ACTIVITY :: What is needed is a word-for-word restatement of all the entries.

+===+

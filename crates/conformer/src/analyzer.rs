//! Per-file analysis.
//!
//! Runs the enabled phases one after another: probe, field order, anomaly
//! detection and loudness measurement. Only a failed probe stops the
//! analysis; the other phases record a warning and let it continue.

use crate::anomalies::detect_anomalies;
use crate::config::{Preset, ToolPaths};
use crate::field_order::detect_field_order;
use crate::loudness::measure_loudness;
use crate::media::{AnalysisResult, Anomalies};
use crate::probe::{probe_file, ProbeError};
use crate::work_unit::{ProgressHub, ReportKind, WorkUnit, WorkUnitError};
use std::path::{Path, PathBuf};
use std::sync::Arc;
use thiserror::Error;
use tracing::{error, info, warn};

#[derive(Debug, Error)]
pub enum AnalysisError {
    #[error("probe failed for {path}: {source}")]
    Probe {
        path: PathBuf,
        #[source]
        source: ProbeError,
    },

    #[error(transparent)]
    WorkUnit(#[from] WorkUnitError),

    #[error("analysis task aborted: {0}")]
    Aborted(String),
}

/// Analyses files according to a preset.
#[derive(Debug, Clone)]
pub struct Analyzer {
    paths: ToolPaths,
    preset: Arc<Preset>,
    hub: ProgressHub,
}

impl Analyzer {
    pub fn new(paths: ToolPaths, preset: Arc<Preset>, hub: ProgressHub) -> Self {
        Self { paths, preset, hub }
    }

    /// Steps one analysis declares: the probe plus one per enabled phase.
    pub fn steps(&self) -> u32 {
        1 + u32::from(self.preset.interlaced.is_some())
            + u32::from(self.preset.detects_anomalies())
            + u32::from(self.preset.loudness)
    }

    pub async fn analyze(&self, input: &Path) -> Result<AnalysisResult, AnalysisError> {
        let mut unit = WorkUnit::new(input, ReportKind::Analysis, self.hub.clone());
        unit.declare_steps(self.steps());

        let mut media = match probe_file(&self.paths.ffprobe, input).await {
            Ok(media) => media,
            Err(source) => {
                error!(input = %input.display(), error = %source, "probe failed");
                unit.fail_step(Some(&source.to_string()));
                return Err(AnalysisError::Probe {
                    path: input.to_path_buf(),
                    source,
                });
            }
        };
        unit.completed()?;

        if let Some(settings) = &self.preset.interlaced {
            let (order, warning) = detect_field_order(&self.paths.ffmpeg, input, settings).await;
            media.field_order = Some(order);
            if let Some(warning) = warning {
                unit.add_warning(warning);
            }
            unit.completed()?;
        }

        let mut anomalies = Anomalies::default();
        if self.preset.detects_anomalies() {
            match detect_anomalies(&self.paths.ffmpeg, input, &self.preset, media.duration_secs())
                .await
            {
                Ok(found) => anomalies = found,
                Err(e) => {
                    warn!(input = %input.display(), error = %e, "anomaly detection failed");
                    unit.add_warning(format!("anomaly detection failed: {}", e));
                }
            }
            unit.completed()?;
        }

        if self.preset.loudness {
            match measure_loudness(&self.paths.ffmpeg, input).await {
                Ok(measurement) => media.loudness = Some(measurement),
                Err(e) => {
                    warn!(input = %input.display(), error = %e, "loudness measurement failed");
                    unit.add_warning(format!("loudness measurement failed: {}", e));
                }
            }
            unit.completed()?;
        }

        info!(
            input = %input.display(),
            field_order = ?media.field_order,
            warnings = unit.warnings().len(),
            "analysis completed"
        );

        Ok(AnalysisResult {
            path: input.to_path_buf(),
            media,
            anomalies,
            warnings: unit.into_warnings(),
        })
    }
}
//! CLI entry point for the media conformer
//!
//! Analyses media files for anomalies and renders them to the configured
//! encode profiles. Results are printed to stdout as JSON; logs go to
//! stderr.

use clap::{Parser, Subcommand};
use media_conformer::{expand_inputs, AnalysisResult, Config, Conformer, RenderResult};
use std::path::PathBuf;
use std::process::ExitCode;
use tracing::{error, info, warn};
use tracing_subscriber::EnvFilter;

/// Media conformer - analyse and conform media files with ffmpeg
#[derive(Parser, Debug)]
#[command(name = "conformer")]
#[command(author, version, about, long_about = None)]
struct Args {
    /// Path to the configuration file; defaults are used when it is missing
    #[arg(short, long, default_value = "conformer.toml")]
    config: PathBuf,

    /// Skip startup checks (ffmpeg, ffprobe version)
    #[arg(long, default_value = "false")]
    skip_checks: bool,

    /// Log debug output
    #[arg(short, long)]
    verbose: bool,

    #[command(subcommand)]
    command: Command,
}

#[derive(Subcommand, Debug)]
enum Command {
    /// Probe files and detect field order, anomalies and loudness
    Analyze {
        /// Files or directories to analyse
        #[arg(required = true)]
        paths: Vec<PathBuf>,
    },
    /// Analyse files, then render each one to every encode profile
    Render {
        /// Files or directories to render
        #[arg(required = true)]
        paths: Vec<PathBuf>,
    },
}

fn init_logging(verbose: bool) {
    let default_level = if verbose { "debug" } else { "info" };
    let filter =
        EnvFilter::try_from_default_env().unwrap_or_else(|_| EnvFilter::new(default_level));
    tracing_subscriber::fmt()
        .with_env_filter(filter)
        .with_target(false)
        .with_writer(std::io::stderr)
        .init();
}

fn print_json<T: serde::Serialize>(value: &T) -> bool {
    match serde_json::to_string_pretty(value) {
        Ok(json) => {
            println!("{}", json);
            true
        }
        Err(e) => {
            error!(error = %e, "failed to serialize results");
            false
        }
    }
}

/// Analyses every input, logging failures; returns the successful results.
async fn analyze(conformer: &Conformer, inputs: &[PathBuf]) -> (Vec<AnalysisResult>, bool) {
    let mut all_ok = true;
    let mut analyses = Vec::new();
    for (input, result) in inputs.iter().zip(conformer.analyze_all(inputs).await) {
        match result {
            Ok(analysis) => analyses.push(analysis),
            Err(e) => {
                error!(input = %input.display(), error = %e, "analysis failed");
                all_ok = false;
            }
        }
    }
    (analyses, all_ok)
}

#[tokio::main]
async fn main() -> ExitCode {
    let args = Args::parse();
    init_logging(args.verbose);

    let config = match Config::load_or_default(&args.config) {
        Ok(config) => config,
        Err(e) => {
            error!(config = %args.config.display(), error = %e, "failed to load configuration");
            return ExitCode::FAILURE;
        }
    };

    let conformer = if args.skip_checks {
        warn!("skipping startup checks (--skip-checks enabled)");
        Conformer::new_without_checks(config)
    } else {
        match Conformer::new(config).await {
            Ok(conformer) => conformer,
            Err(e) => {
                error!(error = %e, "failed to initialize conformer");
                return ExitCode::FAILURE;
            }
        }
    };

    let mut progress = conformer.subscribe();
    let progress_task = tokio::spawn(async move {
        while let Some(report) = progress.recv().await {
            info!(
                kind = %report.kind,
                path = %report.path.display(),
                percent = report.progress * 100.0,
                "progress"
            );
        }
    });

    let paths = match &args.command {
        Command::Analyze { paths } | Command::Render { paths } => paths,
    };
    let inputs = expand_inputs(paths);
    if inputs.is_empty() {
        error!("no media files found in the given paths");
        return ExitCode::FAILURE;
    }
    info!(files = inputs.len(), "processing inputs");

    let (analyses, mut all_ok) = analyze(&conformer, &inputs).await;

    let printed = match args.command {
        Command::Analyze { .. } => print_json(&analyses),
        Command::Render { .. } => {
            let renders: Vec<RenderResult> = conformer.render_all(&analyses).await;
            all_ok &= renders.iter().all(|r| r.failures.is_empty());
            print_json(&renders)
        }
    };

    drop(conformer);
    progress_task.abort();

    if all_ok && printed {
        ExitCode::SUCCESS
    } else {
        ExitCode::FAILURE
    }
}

+===+

REPLY ::
filename crates/conformer/src/analyzer.rs
//! Per-file analysis.
//!
//! Runs the enabled phases one after another: probe, field order, anomaly
//! detection and loudness measurement. Only a failed probe stops the
//! analysis; the other phases record a warning and let it continue.

use crate::anomalies::detect_anomalies;
use crate::config::{Preset, ToolPaths};
use crate::field_order::detect_field_order;
use crate::loudness::measure_loudness;
use crate::media::{AnalysisResult, Anomalies};
use crate::probe::{probe_file, ProbeError};
use crate::work_unit::{ProgressHub, ReportKind, WorkUnit, WorkUnitError};
use std::path::{Path, PathBuf};
use std::sync::Arc;
use thiserror::Error;
use tracing::{error, info, warn};

#[derive(Debug, Error)]
pub enum AnalysisError {
    #[error("probe failed for {path}: {source}")]
    Probe {
        path: PathBuf,
        #[source]
        source: ProbeError,
    },

    #[error(transparent)]
    WorkUnit(#[from] WorkUnitError),

    #[error("analysis task aborted: {0}")]
    Aborted(String),
}

/// Analyses files according to a preset.
#[derive(Debug, Clone)]
pub struct Analyzer {
    paths: ToolPaths,
    preset: Arc<Preset>,
    hub: ProgressHub,
}

impl Analyzer {
    pub fn new(paths: ToolPaths, preset: Arc<Preset>, hub: ProgressHub) -> Self {
        Self { paths, preset, hub }
    }

    /// Steps one analysis declares: the probe plus one per enabled phase.
    pub fn steps(&self) -> u32 {
        1 + u32::from(self.preset.interlaced.is_some())
            + u32::from(self.preset.detects_anomalies())
            + u32::from(self.preset.loudness)
    }

    pub async fn analyze(&self, input: &Path) -> Result<AnalysisResult, AnalysisError> {
        let mut unit = WorkUnit::new(input, ReportKind::Analysis, self.hub.clone());
        unit.declare_steps(self.steps());

        let mut media = match probe_file(&self.paths.ffprobe, input).await {
            Ok(media) => media,
            Err(source) => {
                error!(input = %input.display(), error = %source, "probe failed");
                unit.fail_step(Some(&source.to_string()));
                return Err(AnalysisError::Probe {
                    path: input.to_path_buf(),
                    source,
                });
            }
        };
        unit.completed()?;

        if let Some(settings) = &self.preset.interlaced {
            let (order, warning) = detect_field_order(&self.paths.ffmpeg, input, settings).await;
            media.field_order = Some(order);
            if let Some(warning) = warning {
                unit.add_warning(warning);
            }
            unit.completed()?;
        }

        let mut anomalies = Anomalies::default();
        if self.preset.detects_anomalies() {
            match detect_anomalies(&self.paths.ffmpeg, input, &self.preset, media.duration_secs())
                .await
            {
                Ok(found) => anomalies = found,
                Err(e) => {
                    warn!(input = %input.display(), error = %e, "anomaly detection failed");
                    unit.add_warning(format!("anomaly detection failed: {}", e));
                }
            }
            unit.completed()?;
        }

        if self.preset.loudness {
            match measure_loudness(&self.paths.ffmpeg, input).await {
                Ok(measurement) => media.loudness = Some(measurement),
                Err(e) => {
                    warn!(input = %input.display(), error = %e, "loudness measurement failed");
                    unit.add_warning(format!("loudness measurement failed: {}", e));
                }
            }
            unit.completed()?;
        }

        info!(
            input = %input.display(),
            field_order = ?media.field_order,
            warnings = unit.warnings().len(),
            "analysis completed"
        );

        Ok(AnalysisResult {
            path: input.to_path_buf(),
            media,
            anomalies,
            warnings: unit.into_warnings(),
        })
    }
}
//! CLI entry point for the media conformer
//!
//! Analyses media files for anomalies and renders them to the configured
//! encode profiles. Results are printed to stdout as JSON; logs go to
//! stderr.

use clap::{Parser, Subcommand};
use media_conformer::{expand_inputs, AnalysisResult, Config, Conformer, RenderResult};
use std::path::PathBuf;
use std::process::ExitCode;
use tracing::{error, info, warn};
use tracing_subscriber::EnvFilter;

/// Media conformer - analyse and conform media files with ffmpeg
#[derive(Parser, Debug)]
#[command(name = "conformer")]
#[command(author, version, about, long_about = None)]
struct Args {
    /// Path to the configuration file; defaults are used when it is missing
    #[arg(short, long, default_value = "conformer.toml")]
    config: PathBuf,

    /// Skip startup checks (ffmpeg, ffprobe version)
    #[arg(long, default_value = "false")]
    skip_checks: bool,

    /// Log debug output
    #[arg(short, long)]
    verbose: bool,

    #[command(subcommand)]
    command: Command,
}

#[derive(Subcommand, Debug)]
enum Command {
    /// Probe files and detect field order, anomalies and loudness
    Analyze {
        /// Files or directories to analyse
        #[arg(required = true)]
        paths: Vec<PathBuf>,
    },
    /// Analyse files, then render each one to every encode profile
    Render {
        /// Files or directories to render
        #[arg(required = true)]
        paths: Vec<PathBuf>,
    },
}

fn init_logging(verbose: bool) {
    let default_level = if verbose { "debug" } else { "info" };
    let filter =
        EnvFilter::try_from_default_env().unwrap_or_else(|_| EnvFilter::new(default_level));
    tracing_subscriber::fmt()
        .with_env_filter(filter)
        .with_target(false)
        .with_writer(std::io::stderr)
        .init();
}

fn print_json<T: serde::Serialize>(value: &T) -> bool {
    match serde_json::to_string_pretty(value) {
        Ok(json) => {
            println!("{}", json);
            true
        }
        Err(e) => {
            error!(error = %e, "failed to serialize results");
            false
        }
    }
}

/// Analyses every input, logging failures; returns the successful results.
async fn analyze(conformer: &Conformer, inputs: &[PathBuf]) -> (Vec<AnalysisResult>, bool) {
    let mut all_ok = true;
    let mut analyses = Vec::new();
    for (input, result) in inputs.iter().zip(conformer.analyze_all(inputs).await) {
        match result {
            Ok(analysis) => analyses.push(analysis),
            Err(e) => {
                error!(input = %input.display(), error = %e, "analysis failed");
                all_ok = false;
            }
        }
    }
    (analyses, all_ok)
}

#[tokio::main]
async fn main() -> ExitCode {
    let args = Args::parse();
    init_logging(args.verbose);

    let config = match Config::load_or_default(&args.config) {
        Ok(config) => config,
        Err(e) => {
            error!(config = %args.config.display(), error = %e, "failed to load configuration");
            return ExitCode::FAILURE;
        }
    };

    let conformer = if args.skip_checks {
        warn!("skipping startup checks (--skip-checks enabled)");
        Conformer::new_without_checks(config)
    } else {
        match Conformer::new(config).await {
            Ok(conformer) => conformer,
            Err(e) => {
                error!(error = %e, "failed to initialize conformer");
                return ExitCode::FAILURE;
            }
        }
    };

    let mut progress = conformer.subscribe();
    let progress_task = tokio::spawn(async move {
        while let Some(report) = progress.recv().await {
            info!(
                kind = %report.kind,
                path = %report.path.display(),
                percent = report.progress * 100.0,
                "progress"
            );
        }
    });

    let paths = match &args.command {
        Command::Analyze { paths } | Command::Render { paths } => paths,
    };
    let inputs = expand_inputs(paths);
    if inputs.is_empty() {
        error!("no media files found in the given paths");
        return ExitCode::FAILURE;
    }
    info!(files = inputs.len(), "processing inputs");

    let (analyses, mut all_ok) = analyze(&conformer, &inputs).await;

    let printed = match args.command {
        Command::Analyze { .. } => print_json(&analyses),
        Command::Render { .. } => {
            let renders: Vec<RenderResult> = conformer.render_all(&analyses).await;
            all_ok &= renders.iter().all(|r| r.failures.is_empty());
            print_json(&renders)
        }
    };

    drop(conformer);
    progress_task.abort();

    if all_ok && printed {
        ExitCode::SUCCESS
    } else {
        ExitCode::FAILURE
    }
}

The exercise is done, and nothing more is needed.